In the celebrated director's exceedingly slow-paced, plot-free, darkly-lit vision, the alien (played by Scarlett Johansson) is impressively seductive, but frustratingly opaque. In place of story and context we are presented with a series of somewhat repetitive vignettes -- for the first two thirds of the movie we watch Johansson's alien pick up, and then kill (in impressively beautiful, dreamy fashion) a series of men, culminating in a fellow with severe deformities of the face and skull.

The old trope of the murdering seductress, the black widow, hangs over the proceedings, but is never outright addressed. S/he is not acting out of malice, or in the interest of revenge; in fact, we never find out why s/he's doing it. Meanwhile, these men go willingly to their surreal fate, their erect penises leading them towards the nude, receding figure of Johansson. Flies to honey. Is this a commentary on the male weakness for sex? A feminist fantasy of empowerment? Glazer may want us to say yes, but frankly, he's asking us to stretch too far to get there.

Whereas in Faber's novel we are invited into the alien's mind, given the opportunity to understand what s/he is doing on Earth, and why s/he is roaming the barren, rain-swept Highlands in search of men to kill, the closest we get to such insight in this film is a series of lengthy shots in which Johansson stares at herself in mirrors, sometimes naked. Who am I?, s/he asks (perhaps).
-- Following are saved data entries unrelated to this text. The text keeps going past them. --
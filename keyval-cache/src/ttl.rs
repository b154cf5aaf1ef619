//! Expiration policy.
//!
//! A stored `ttl` is an absolute instant in milliseconds since the Unix
//! epoch. Negative values never expire.

use chrono::{DateTime, Utc};
use serde::{Deserialize, Serialize};
use std::time::Duration;

/// Time-to-live requested for a write
#[derive(Debug, Clone, Copy, PartialEq, Eq, Serialize, Deserialize)]
#[serde(rename_all = "lowercase")]
pub enum Ttl {
    /// Non-negative: lifetime in milliseconds from the write.
    /// Negative: stored verbatim, never expires.
    Millis(i64),
    /// Absolute expiration instant
    At(DateTime<Utc>),
}

impl Ttl {
    /// Never expires
    pub const NEVER: Ttl = Ttl::Millis(-1);

    /// Expire `duration` after the write
    pub fn after(duration: Duration) -> Self {
        Self::Millis(i64::try_from(duration.as_millis()).unwrap_or(i64::MAX))
    }

    pub fn at(instant: DateTime<Utc>) -> Self {
        Self::At(instant)
    }

    /// Absolute stored value for a write happening at `now_ms`
    pub fn resolve_at(self, now_ms: i64) -> i64 {
        match self {
            Self::At(instant) => instant.timestamp_millis(),
            Self::Millis(ms) if ms < 0 => ms,
            Self::Millis(ms) => now_ms.saturating_add(ms),
        }
    }
}

impl From<Duration> for Ttl {
    fn from(duration: Duration) -> Self {
        Self::after(duration)
    }
}

impl From<DateTime<Utc>> for Ttl {
    fn from(instant: DateTime<Utc>) -> Self {
        Self::At(instant)
    }
}

impl From<i64> for Ttl {
    fn from(ms: i64) -> Self {
        Self::Millis(ms)
    }
}

/// Current time in milliseconds since the Unix epoch
pub fn now_millis() -> i64 {
    Utc::now().timestamp_millis()
}

/// Pick `explicit` over `fallback` and turn it into a stored instant.
///
/// Returns `None` when neither is configured.
pub fn resolve_ttl(explicit: Option<Ttl>, fallback: Option<Ttl>, now_ms: i64) -> Option<i64> {
    explicit.or(fallback).map(|ttl| ttl.resolve_at(now_ms))
}

/// Whether a stored instant has passed
pub fn is_expired(ttl: f64, now_ms: i64) -> bool {
    ttl >= 0.0 && ttl < now_ms as f64
}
Or is it that s/he is coming to enjoy life in this foreign skin? As s/he begins to explore life as a human in the final third (s/he attempts eating human food and having sex with a man) the film gets interesting, and seems to be leading us somewhere. But this feeling is short-lived. Finally, Under the Skin leaves everything up in the air.

Surely, film adaptations do not need to be faithful. And Glazer's re-imagining of the basic premise of the novel is in some ways deeply impressive. The naturalism of the hidden camera-driven Glasgow scenes is eerie and effective, while the harrowing, horrific sequence on a windswept beach on the North Sea will haunt me for a long while to come. But, overall this vague and often tedious picture will leave many newcomers to the material confused, and fans of the novel irritated.